Long gone are the barriers separating New Zealand and Australia from doing business together – and nothing showcases this more than our recent attendance at the Australian Steel Research Hub workshop where we were invited to share our expertise with industry leaders across Australasia.
Not only was this a fantastic networking opportunity to identify experts within different fields, but it also opens the door to future collaboration with Australian researchers and industry for our members in New Zealand.
But who is the Australian Steel Research Hub?
A centrepiece for collaborative steel research in Australia, they strive to deliver breakthrough product and process innovations to enable their industry to compete on a global stage, attracting funding of $12M over the past 5 years, including significant investment from the Australian Research Council and BlueScope.
Led by the University of Wollongong, it brings together key partner BlueScope, with Arrium, Bisalloy, Cox Architects, Australian Steel Institute (ASI), Lysaght, RMIT and various universities from Queensland, NSW, Newcastle and Swinburne to drive its research programme.
Not surprisingly, their workshop was an opportune time for us to drive a New Zealand perspective home on key areas of discussion around cold formed steel to:
- Coordinate, align and grow critical mass expertise to support industry,
- Generate awareness of available research capability and capacity in Australasia,
- Improve awareness of research occurring and maximise its impact,
- Increase understanding of industry needs for the development of cold formed steel structures and where it’s needed, and
- Explore what the Steel Research Hub, ASI and NASH can do to progress all of this.

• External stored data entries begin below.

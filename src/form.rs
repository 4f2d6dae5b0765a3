use tokio::sync::mpsc::UnboundedSender;

use crate::events::FormEvent;

#[derive(Debug, Clone, Copy, PartialEq, Eq, Default)]
pub enum CaptionChoice {
    /// Nothing chosen yet; the form is never valid in this state.
    #[default]
    Unset,
    Yes,
    No,
}

/// Snapshot of the form fields taken when the user begins a slideshow.
#[derive(Debug, Clone, PartialEq, Eq)]
pub struct FormData {
    pub count: String,
    pub caption_choice: CaptionChoice,
    pub caption_text: String,
}

impl FormData {
    /// The image count, when the raw field parses as a positive integer.
    pub fn image_count(&self) -> Option<u32> {
        self.count.trim().parse::<u32>().ok().filter(|n| *n >= 1)
    }

    /// Caption to embed in image URLs; empty unless captions were enabled.
    pub fn caption(&self) -> &str {
        match self.caption_choice {
            CaptionChoice::Yes => &self.caption_text,
            _ => "",
        }
    }
}

/// Holds and validates the user-entered fields plus the verified-connectivity
/// flag, and derives whether the begin action is enabled.
///
/// Purely synchronous; every mutation re-runs validation and pushes the
/// derived enablement over the event channel so the consumer never has to
/// poll.
#[derive(Debug)]
pub struct FormState {
    count: String,
    caption_choice: CaptionChoice,
    caption_text: String,
    connectivity_verified: bool,
    events: UnboundedSender<FormEvent>,
}

impl FormState {
    pub fn new(events: UnboundedSender<FormEvent>) -> Self {
        Self {
            count: String::new(),
            caption_choice: CaptionChoice::Unset,
            caption_text: String::new(),
            connectivity_verified: false,
            events,
        }
    }

    pub fn set_count(&mut self, text: impl Into<String>) {
        self.count = text.into();
        self.revalidate();
    }

    pub fn set_caption_choice(&mut self, choice: CaptionChoice) {
        self.caption_choice = choice;
        let enabled = choice == CaptionChoice::Yes;
        if !enabled {
            self.caption_text.clear();
        }
        let _ = self.events.send(FormEvent::CaptionFieldEnabled(enabled));
        self.revalidate();
    }

    pub fn set_caption_text(&mut self, text: impl Into<String>) {
        self.caption_text = text.into();
        self.revalidate();
    }

    /// Records whether the user has explicitly run the connectivity check.
    pub fn set_connectivity_verified(&mut self, verified: bool) {
        self.connectivity_verified = verified;
        let _ = self.events.send(FormEvent::ConnectivityStatus(verified));
        self.revalidate();
    }

    pub fn is_valid(&self) -> bool {
        if self.parsed_count().is_none() {
            return false;
        }
        match self.caption_choice {
            CaptionChoice::Unset => false,
            CaptionChoice::Yes => !self.caption_text.trim().is_empty(),
            CaptionChoice::No => true,
        }
    }

    pub fn begin_enabled(&self) -> bool {
        self.is_valid() && self.connectivity_verified
    }

    pub fn connectivity_verified(&self) -> bool {
        self.connectivity_verified
    }

    pub fn form_data(&self) -> FormData {
        FormData {
            count: self.count.clone(),
            caption_choice: self.caption_choice,
            caption_text: self.caption_text.clone(),
        }
    }

    /// Emits the single highest-priority user-facing validation message, or
    /// nothing when the form is ready to begin.
    pub fn report_validation_error(&self) -> Option<String> {
        let message = if self.parsed_count().is_none() {
            "image count must be a positive whole number"
        } else if self.caption_choice == CaptionChoice::Unset {
            "choose whether the images should carry a caption"
        } else if self.caption_choice == CaptionChoice::Yes && self.caption_text.trim().is_empty()
        {
            "caption text is required when captions are enabled"
        } else if !self.connectivity_verified {
            "verify connectivity before beginning"
        } else {
            return None;
        };
        let _ = self.events.send(FormEvent::Notice(message.to_string()));
        Some(message.to_string())
    }

    fn parsed_count(&self) -> Option<u32> {
        self.count.trim().parse::<u32>().ok().filter(|n| *n >= 1)
    }

    fn revalidate(&self) {
        let _ = self
            .events
            .send(FormEvent::BeginEnabled(self.begin_enabled()));
    }
}
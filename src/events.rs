/// Notifications from the form to whoever renders it.
#[derive(Debug, Clone, PartialEq, Eq)]
pub enum FormEvent {
    BeginEnabled(bool),
    CaptionFieldEnabled(bool),
    ConnectivityStatus(bool),
    Notice(String),
}

/// Notifications from the slideshow session to its consumer.
///
/// Per session, `TimeUpdate` values strictly decrease and `ImageChanged`
/// indices strictly increase with at most one event per index.
#[derive(Debug, Clone, PartialEq, Eq)]
pub enum SlideshowEvent {
    TimeUpdate(u32),
    ImageChanged { index: usize, url: String },
    NextActionEnabled(bool),
    LoadError(String),
}

/// Request from the viewer to the fetcher: pull this slot's image.
#[derive(Debug, Clone, PartialEq, Eq)]
pub struct FetchImage {
    pub index: usize,
    pub url: String,
}

/// Result of one image fetch, reported back to the viewer.
#[derive(Debug, Clone, PartialEq, Eq)]
pub enum FetchOutcome {
    Loaded { index: usize, bytes: usize },
    Failed { index: usize, url: String },
}

/// Load success/failure relayed from the viewer into the session driver.
#[derive(Debug, Clone, Copy, PartialEq, Eq)]
pub enum LoadReport {
    Success { index: usize },
    Failure { index: usize },
}
use std::path::{Path, PathBuf};
use std::time::Duration;

use anyhow::{Result, ensure};
use serde::Deserialize;

use crate::error::Error;

#[derive(Debug, Clone, Deserialize)]
#[serde(rename_all = "kebab-case", default)]
pub struct Configuration {
    /// Base URL of the remote image service.
    pub endpoint: String,
    /// Viewport width requested from the image service, in pixels.
    pub image_width: u32,
    /// Viewport height requested from the image service, in pixels.
    pub image_height: u32,
    /// Per-image HTTP fetch timeout.
    #[serde(with = "humantime_serde")]
    pub fetch_timeout: Duration,
    /// Delay before the connectivity probe reports, simulating a real check.
    #[serde(with = "humantime_serde")]
    pub connectivity_check_delay: Duration,
    /// File holding the single serialized history slot.
    pub history_path: PathBuf,
}

impl Configuration {
    pub fn from_yaml_file(path: impl AsRef<Path>) -> Result<Self> {
        let s = std::fs::read_to_string(path).map_err(Error::Io)?;
        Ok(serde_yaml::from_str(&s).map_err(Error::Config)?)
    }

    /// Validate runtime invariants that cannot be expressed via serde defaults alone.
    pub fn validated(mut self) -> Result<Self> {
        while self.endpoint.ends_with('/') {
            self.endpoint.pop();
        }
        ensure!(!self.endpoint.is_empty(), "endpoint must not be empty");
        ensure!(self.image_width > 0, "image-width must be greater than zero");
        ensure!(
            self.image_height > 0,
            "image-height must be greater than zero"
        );
        ensure!(
            self.fetch_timeout > Duration::ZERO,
            "fetch-timeout must be positive"
        );
        Ok(self)
    }
}

impl Default for Configuration {
    fn default() -> Self {
        Self {
            endpoint: "https://cataas.com".to_string(),
            image_width: 400,
            image_height: 400,
            fetch_timeout: Duration::from_secs(8),
            connectivity_check_delay: Duration::from_secs(1),
            history_path: PathBuf::from("telecat_history.json"),
        }
    }
}
//! Binary entrypoint for telecat.
//!
//! Delegates all logic to the library crate; no local modules here.

use std::path::PathBuf;

use anyhow::{Context, Result, bail};
use clap::{ArgAction, Parser, Subcommand};
use tokio::sync::mpsc::{self, UnboundedReceiver, UnboundedSender};
use tracing::{Level, debug, info};
use tracing_subscriber::{EnvFilter, fmt};

use telecat::config::Configuration;
use telecat::connectivity::{self, ConnectivityProbe};
use telecat::error::Error;
use telecat::events::FormEvent;
use telecat::form::{CaptionChoice, FormState};
use telecat::history::HistoryStore;

#[derive(Debug, Parser)]
#[command(name = "telecat", about = "Timed cat-image slideshow with persisted history")]
struct Cli {
    /// Path to YAML config file
    #[arg(short, long, value_name = "FILE", default_value = "config.yaml")]
    config: PathBuf,

    /// Increase log verbosity (repeatable)
    #[arg(short = 'v', long = "verbose", action = ArgAction::Count)]
    verbose: u8,

    #[command(subcommand)]
    command: Command,
}

#[derive(Debug, Subcommand)]
enum Command {
    /// Validate the form, verify connectivity, and run a slideshow
    Run {
        /// How many images to show
        #[arg(long, value_name = "COUNT")]
        count: Option<String>,

        /// Caption embedded in every image
        #[arg(long, value_name = "TEXT", conflicts_with = "no_caption")]
        caption: Option<String>,

        /// Show the images without a caption
        #[arg(long)]
        no_caption: bool,
    },
    /// Print recorded interactions and their aggregates
    History,
    /// Clear the recorded history
    Clear,
}

fn init_tracing(verbosity: u8) {
    // map -v to log level
    let level = match verbosity {
        0 => Level::INFO,
        1 => Level::DEBUG,
        _ => Level::TRACE,
    };
    let filter = EnvFilter::try_from_default_env()
        .unwrap_or_else(|_| EnvFilter::new(format!("telecat={level}")));
    fmt().with_env_filter(filter).with_target(true).init();
}

#[tokio::main]
async fn main() -> Result<()> {
    let cli = Cli::parse();
    init_tracing(cli.verbose);

    let cfg = if cli.config.exists() {
        Configuration::from_yaml_file(&cli.config)
            .with_context(|| format!("loading config from {}", cli.config.display()))?
            .validated()
            .context("validating configuration")?
    } else {
        debug!(path = %cli.config.display(), "config file missing; using defaults");
        Configuration::default().validated()?
    };

    let store = HistoryStore::at_path(&cfg.history_path);

    match cli.command {
        Command::Run {
            count,
            caption,
            no_caption,
        } => run_flow(&cfg, &store, count, caption, no_caption).await,
        Command::History => {
            print_history(&store);
            Ok(())
        }
        Command::Clear => {
            store.clear().context("clearing history")?;
            println!("history cleared");
            Ok(())
        }
    }
}

/// The form flow from the spec: fill the fields, run the connectivity check,
/// and begin only when the form validates and connectivity is verified.
async fn run_flow(
    cfg: &Configuration,
    store: &HistoryStore,
    count: Option<String>,
    caption: Option<String>,
    no_caption: bool,
) -> Result<()> {
    let (form_tx, mut form_rx) = mpsc::unbounded_channel::<FormEvent>();
    let mut form = FormState::new(form_tx.clone());

    form.set_count(count.unwrap_or_default());
    if let Some(text) = caption {
        form.set_caption_choice(CaptionChoice::Yes);
        form.set_caption_text(text);
    } else if no_caption {
        form.set_caption_choice(CaptionChoice::No);
    }

    let verified = check_connectivity(cfg, &form_tx).await;
    form.set_connectivity_verified(verified);
    drain_form_events(&mut form_rx);

    if !form.begin_enabled() {
        let message = form
            .report_validation_error()
            .unwrap_or_else(|| "the form is not ready".to_string());
        drain_form_events(&mut form_rx);
        bail!(Error::InvalidForm(message));
    }

    let data = form.form_data();
    info!(count = %data.count, caption = %data.caption(), "beginning slideshow");
    telecat::app::run(cfg, &data, store).await
}

async fn check_connectivity(cfg: &Configuration, form_tx: &UnboundedSender<FormEvent>) -> bool {
    println!("checking connectivity...");
    let probe = ConnectivityProbe::system();
    connectivity::verify(&probe, cfg.connectivity_check_delay, form_tx).await
}

fn drain_form_events(rx: &mut UnboundedReceiver<FormEvent>) {
    while let Ok(event) = rx.try_recv() {
        match event {
            FormEvent::Notice(message) => println!("{message}"),
            FormEvent::ConnectivityStatus(online) => info!(online, "connectivity status"),
            FormEvent::BeginEnabled(enabled) => debug!(enabled, "begin action"),
            FormEvent::CaptionFieldEnabled(enabled) => debug!(enabled, "caption field"),
        }
    }
}

fn print_history(store: &HistoryStore) {
    let entries = store.get_all();
    if entries.is_empty() {
        println!("no recorded interactions");
        return;
    }
    for entry in &entries {
        println!(
            "#{:<4} {:<24} {:<10} {}",
            entry.interaction_number,
            entry.display_text(),
            entry.quantity_text(),
            entry.created_at().format("%Y-%m-%d %H:%M:%S UTC")
        );
    }
    println!(
        "{} interactions, {} images viewed",
        store.total_interactions(),
        store.total_images_viewed()
    );
}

Perhaps our greatest success at this workshop was the chance for our General Manager Structural Systems Dr. Stephen Hicks to present a number of our research programmes – a platform to truly share the advances our industry is making in this space within New Zealand.
He was able to highlight works done in fire research in the ongoing BRANZ levy-funded ‘Specific Design for Multi-Story Light Steel Framed Buildings’ project, NASH-funded shaking table tests which clearly demonstrated light steel framing with brick veneer performed exceptionally when subjected to seismic loads and thermal performance of light steel framing before touching on his previous research activities in Europe on floor vibrations and the acoustic performance of steel frame buildings.
For us, this was a positive step forward, with particular interest expressed around the BRANZ project we’re currently leading, and the need for greater urban intensification on both sides of the Tasman – something we feel will certainly lead to business prospects for steel in the residential sector going forward.